Chapitre 37
Depuis plusieurs heures qu’ils étaient rentrés, ils avaient l’impression d’avoir vécu plusieurs vies. Une était passée lorsqu’ils avaient croisé le regard de Kazumi qui, sans avoir bougé d’un millimètre depuis leur départ, s’était embué immédiatement lorsqu’il les avait aperçus, au bout de la rue. Rosie, son entraîneuse, avait veillé sur lui, plusieurs fois tenté de le faire rentrer, mais sans succès. Il avait lourdement insisté pour l’attendre et elle n’avait pas voulu le laisser seul. Après tout, elle aussi s’inquiétait de ce qu’ils allaient devenir, ne serait-ce que si Zelda ne pouvait plus sortir pour les approvisionner. Elle seule parvenait à ramener assez de nourriture pour nourrir un régiment et parvenir à s’en sortir. Elle seule pouvait être Renouveau. Elle seule pouvait tuer quelqu’un au milieu de la rue et s’en sortir. Et ce n’était pas une question d’entraînement, comme elle le leur répétait depuis des années. On ne faisait pas partie des dix meilleurs joueurs d’un pays pour rien.

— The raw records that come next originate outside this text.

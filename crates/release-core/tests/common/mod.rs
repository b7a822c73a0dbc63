//! Shared fixtures: a seeded in-memory store and helpers to drive it.

#![allow(dead_code)]

use std::sync::Arc;

use release_core::domain::{set_condition, SUCCEEDED_CONDITION};
use release_core::{
    Application, Component, Condition, ConditionStatus, EnterpriseContractPolicy, Environment,
    PipelineRun, Reconciler, Release, ReleaseAdapter, ReleasePlan, ReleasePlanAdmission,
    ReleaseStrategy, Snapshot, SnapshotEnvironmentBinding, StoreSnapshotSyncer,
};
use release_store::fakes::MemoryResourceStore;
use release_store::{ListParams, NamespacedName, Precondition, ResourceStore, TypedStore};

pub const TENANT: &str = "tenant";
pub const MANAGED: &str = "managed";
pub const APPLICATION: &str = "app";
pub const PLAN: &str = "plan";
pub const ADMISSION: &str = "rpa";
pub const STRATEGY: &str = "strategy";
pub const POLICY: &str = "policy";
pub const SNAPSHOT: &str = "snap";
pub const ENVIRONMENT: &str = "prod";

pub struct Fixture {
    pub store: Arc<MemoryResourceStore>,
}

impl Fixture {
    /// Store seeded with a plan, one enabled admission without environment,
    /// and everything the release pipeline and deployment need.
    pub async fn new() -> Self {
        Self::seeded(admission()).await
    }

    /// Like [`Fixture::new`], with the admission deploying into `prod`.
    pub async fn with_environment() -> Self {
        Self::seeded(admission().with_environment(ENVIRONMENT)).await
    }

    /// Seeded store without any admission.
    pub async fn without_admission() -> Self {
        let fixture = Self {
            store: Arc::new(MemoryResourceStore::new()),
        };
        fixture.seed_common().await;
        fixture
    }

    async fn seeded(mut admission: ReleasePlanAdmission) -> Self {
        let fixture = Self::without_admission().await;
        fixture.store.create(&mut admission).await.unwrap();
        fixture
    }

    async fn seed_common(&self) {
        let store = &self.store;
        store
            .create(&mut ReleasePlan::new(TENANT, PLAN, APPLICATION, MANAGED))
            .await
            .unwrap();
        store
            .create(&mut ReleaseStrategy::new(MANAGED, STRATEGY, "release-pipeline", POLICY))
            .await
            .unwrap();
        store
            .create(&mut EnterpriseContractPolicy::new(MANAGED, POLICY))
            .await
            .unwrap();
        store
            .create(
                &mut Snapshot::new(TENANT, SNAPSHOT, APPLICATION)
                    .with_component("api", "quay.io/org/api@sha256:aaa")
                    .with_component("worker", "quay.io/org/worker@sha256:bbb"),
            )
            .await
            .unwrap();
        store
            .create(&mut Application::new(MANAGED, APPLICATION))
            .await
            .unwrap();
        for name in ["api", "worker"] {
            store
                .create(&mut Component::new(MANAGED, name, APPLICATION))
                .await
                .unwrap();
        }
        store
            .create(&mut Environment::new(MANAGED, ENVIRONMENT))
            .await
            .unwrap();
    }

    pub fn dyn_store(&self) -> Arc<dyn ResourceStore> {
        self.store.clone()
    }

    pub fn reconciler(&self) -> Reconciler {
        Reconciler::with_store(self.dyn_store())
    }

    pub fn adapter(&self, release: Release) -> ReleaseAdapter {
        let store = self.dyn_store();
        let syncer = Arc::new(StoreSnapshotSyncer::new(store.clone()));
        ReleaseAdapter::new(release, store, syncer)
    }

    pub async fn create_release(&self, name: &str) -> Release {
        let mut release = Release::new(TENANT, name, PLAN, SNAPSHOT);
        self.store.create(&mut release).await.unwrap();
        release
    }

    pub async fn release(&self, name: &str) -> Release {
        self.store
            .get(&NamespacedName::new(TENANT, name))
            .await
            .unwrap()
    }

    /// Write `mutate` into the stored Release's status, as another writer would.
    pub async fn patch_release_status(&self, name: &str, mutate: impl FnOnce(&mut Release)) -> Release {
        let mut release = self.release(name).await;
        let precondition = Precondition::merge_from(&release);
        mutate(&mut release);
        self.store
            .patch_status(&mut release, precondition)
            .await
            .unwrap();
        release
    }

    pub async fn add_admission(&self, mut admission: ReleasePlanAdmission) {
        self.store.create(&mut admission).await.unwrap();
    }

    pub async fn pipeline_runs(&self) -> Vec<PipelineRun> {
        self.store.list(&ListParams::default()).await.unwrap()
    }

    pub async fn bindings(&self) -> Vec<SnapshotEnvironmentBinding> {
        self.store.list(&ListParams::default()).await.unwrap()
    }

    /// Report a terminal Succeeded condition on every pipeline run.
    pub async fn finish_pipeline_runs(&self, status: ConditionStatus, message: &str) {
        for mut run in self.pipeline_runs().await {
            let precondition = Precondition::merge_from(&run);
            set_condition(
                &mut run.status.conditions,
                Condition::new(SUCCEEDED_CONDITION, status, "Completed", message),
            );
            self.store.patch_status(&mut run, precondition).await.unwrap();
        }
    }

    /// Report the aggregate deployment condition on every binding.
    pub async fn report_deployment(&self, status: ConditionStatus, reason: &str, message: &str) {
        for mut binding in self.bindings().await {
            let precondition = Precondition::merge_from(&binding);
            set_condition(
                &mut binding.status.component_deployment_conditions,
                Condition::new(
                    release_core::domain::ALL_COMPONENTS_DEPLOYED,
                    status,
                    reason,
                    message,
                ),
            );
            self.store
                .patch_status(&mut binding, precondition)
                .await
                .unwrap();
        }
    }
}

pub fn admission() -> ReleasePlanAdmission {
    ReleasePlanAdmission::new(MANAGED, ADMISSION, APPLICATION, TENANT, STRATEGY)
}

pub fn key(name: &str) -> NamespacedName {
    NamespacedName::new(TENANT, name)
}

Surtout d’un pays comme la France, qui était à l’origine du jeu et dont les rues foisonnaient d’accros et de fans. Ils avaient remplacé les Etats-Unis, du temps où ces derniers étaient à la tête du monde et de toutes ses folies, pour le meilleur comme pour le pire. Aujourd’hui, sur les ruines de l’un s’était amusé l’autre, réduisant le géant d’autrefois à une secte aux idées poussiéreuses et propulsant l’habituel retardataire sur les toits du monde, bien avant tous les autres.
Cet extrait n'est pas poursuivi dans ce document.